Figure 1.

The role of the actin network in long-term potentiation, i.e., late-LTP (time courses of field EPSP recordings). A, Schematic representation of a transversal rat hippocampal slice with electrode locations to stimulate two separate synaptic inputs S1 and S2 in stratum radiatum of the CA1 region. The location of recording electrodes for the PS as well as the field EPSP from a single, stimulated neuronal population are provided. The analog traces are representative examples of recorded potentials. B, The time course of the slope of the field EPSP after induction of late-LTP in S1 by STET (filled circles; tetanization are symbolized as arrows) is shown. Open circles represent recordings from the control synaptic pathway S2 (n = 7). C, Induction of late-LTP in the presence of the actin polymerization inhibitor latrunculin A (box Lat A). Latrunculin A was applied 30 min before STET (3 arrows) of S1 (filled circles; wash-out of the drug: 30 min after the first tetanization; open circles control input; n = 7).
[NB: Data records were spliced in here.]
use thiserror::Error;

/// 照合全体のタイムアウトを表す `Timeout::signal`
pub const OVERALL: &str = "overall";

#[derive(Error, Debug)]
pub enum MatchError {
    #[error("設定エラー: {0}")]
    Config(String),

    #[error("APIキーが設定されていません。`phenotype-match config --set-api-key YOUR_KEY` で設定してください")]
    MissingApiKey,

    #[error("ファイルが見つかりません: {0}")]
    FileNotFound(String),

    #[error("フォルダが見つかりません: {0}")]
    FolderNotFound(String),

    #[error("画像読み込みエラー: {0}")]
    ImageLoad(String),

    #[error("ランドマークサービスに接続できません: {0}")]
    LandmarkServiceUnavailable(String),

    #[error("顔が検出されませんでした")]
    NoFaceDetected,

    #[error("埋め込みサービスに接続できません: {0}")]
    EmbeddingServiceUnavailable(String),

    #[error("埋め込みの次元数が不正: 期待値 {expected}, 実際 {actual}")]
    InvalidEmbeddingShape { expected: usize, actual: usize },

    #[error("Visionサービスに接続できません: {0}")]
    VisionServiceUnavailable(String),

    #[error("Visionサービスの応答が空です")]
    NoResponse,

    #[error("APIレスポンスのパースに失敗: {0}")]
    MalformedJson(String),

    #[error("{signal} がタイムアウトしました ({seconds}秒)")]
    Timeout { signal: &'static str, seconds: u64 },

    #[error("照合がキャンセルされました")]
    Cancelled,

    #[error("JSON解析エラー: {0}")]
    JsonParse(#[from] serde_json::Error),

    #[error("IOエラー: {0}")]
    Io(#[from] std::io::Error),

    #[error(transparent)]
    Common(#[from] phenotype_match_common::Error),
}

impl MatchError {
    /// 照合全体を止めず「そのシグナルは無い」として扱うエラーか
    ///
    /// 照合全体のタイムアウト（`signal == OVERALL`）は含まない。
    pub fn is_signal_absent(&self) -> bool {
        match self {
            MatchError::Timeout { signal, .. } => *signal != OVERALL,
            _ => matches!(
                self,
                MatchError::NoFaceDetected
                    | MatchError::LandmarkServiceUnavailable(_)
                    | MatchError::EmbeddingServiceUnavailable(_)
                    | MatchError::VisionServiceUnavailable(_)
                    | MatchError::NoResponse
                    | MatchError::MalformedJson(_)
            ),
        }
    }

    /// 再試行で回復しうる一時的な障害か
    pub fn is_transient(&self) -> bool {
        matches!(
            self,
            MatchError::LandmarkServiceUnavailable(_)
                | MatchError::EmbeddingServiceUnavailable(_)
                | MatchError::VisionServiceUnavailable(_)
        )
    }
}

pub type Result<T> = std::result::Result<T, MatchError>;
use clap::{Parser, Subcommand};
use std::path::PathBuf;

#[derive(Parser)]
#[command(name = "phenotype-match")]
#[command(about = "顔写真からの表現型ハイブリッド照合エンジン", long_about = None)]
pub struct Cli {
    #[command(subcommand)]
    pub command: Commands,

    /// 詳細ログを出力
    #[arg(short, long, global = true)]
    pub verbose: bool,

    /// 設定ファイル（デフォルト: ~/.config/phenotype-match/config.json）
    #[arg(long, global = true)]
    pub config: Option<PathBuf>,
}

#[derive(Subcommand)]
pub enum Commands {
    /// 1枚の顔写真をカタログと照合
    Match {
        /// 顔写真のパス
        #[arg(required = true)]
        image: PathBuf,

        /// 参照カタログJSONファイル
        #[arg(short, long)]
        catalog: PathBuf,

        /// 上位N件を出力（デフォルト: 設定値）
        #[arg(short = 'n', long)]
        top_n: Option<usize>,

        /// 出力JSONファイル（省略時は標準出力）
        #[arg(short, long)]
        output: Option<PathBuf>,

        /// 表示形式 (table/json)
        #[arg(short, long, default_value = "table")]
        format: OutputFormat,

        /// Vision シグナルを使わない
        #[arg(long)]
        no_vision: bool,
    },

    /// フォルダ内の写真を順に照合してJSONを出力
    Batch {
        /// 写真フォルダのパス
        #[arg(required = true)]
        folder: PathBuf,

        /// 参照カタログJSONファイル
        #[arg(short, long)]
        catalog: PathBuf,

        /// 出力JSONファイル（デフォルト: 入力フォルダ/matches.json）
        #[arg(short, long)]
        output: Option<PathBuf>,

        /// 上位N件
        #[arg(short = 'n', long)]
        top_n: Option<usize>,

        /// Vision シグナルを使わない
        #[arg(long)]
        no_vision: bool,
    },

    /// カタログの内容とシグナル充足状況を表示
    Catalog {
        /// 参照カタログJSONファイル
        #[arg(required = true)]
        file: PathBuf,
    },

    /// 設定を表示/編集
    Config {
        /// APIキーを設定
        #[arg(long)]
        set_api_key: Option<String>,

        /// 設定を表示
        #[arg(long)]
        show: bool,
    },
}

#[derive(Clone, Copy, Debug, Default, PartialEq, Eq)]
pub enum OutputFormat {
    #[default]
    Table,
    Json,
}

impl std::str::FromStr for OutputFormat {
    type Err = String;

    fn from_str(s: &str) -> Result<Self, Self::Err> {
        match s.to_lowercase().as_str() {
            "table" | "t" => Ok(OutputFormat::Table),
            "json" | "j" => Ok(OutputFormat::Json),
            _ => Err(format!("Unknown format: {}. Use table or json", s)),
        }
    }
}

impl std::fmt::Display for OutputFormat {
    fn fmt(&self, f: &mut std::fmt::Formatter<'_>) -> std::fmt::Result {
        match self {
            OutputFormat::Table => write!(f, "table"),
            OutputFormat::Json => write!(f, "json"),
        }
    }
}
D, Induction of late-LTP of synaptic input S1 (filled circles) in the presence of actin polymerization inhibitor cytochalasin D (n = 7). Cytochalasin D (box Cyt D) was applied 30 min before STET, and it was washed-out 30 min after the first tetanization (open circles: control input S2). Analog traces represent typical field EPSPs 30 min before the normal time point of tetanization (dashed line); 30 min (solid line), and 6 h (dotted line) after tetanization of input S1. The analog traces for S2 were recorded at the same time points, however, without tetanization. Calibration: 2 mV, 5 ms. Arrows indicate the time point of tetanization of synaptic input S1 (STET are symbolized as 3 arrows). Filled boxes represent drug application. Lat A, latrunculin A; Cyt D, cytochalasin D.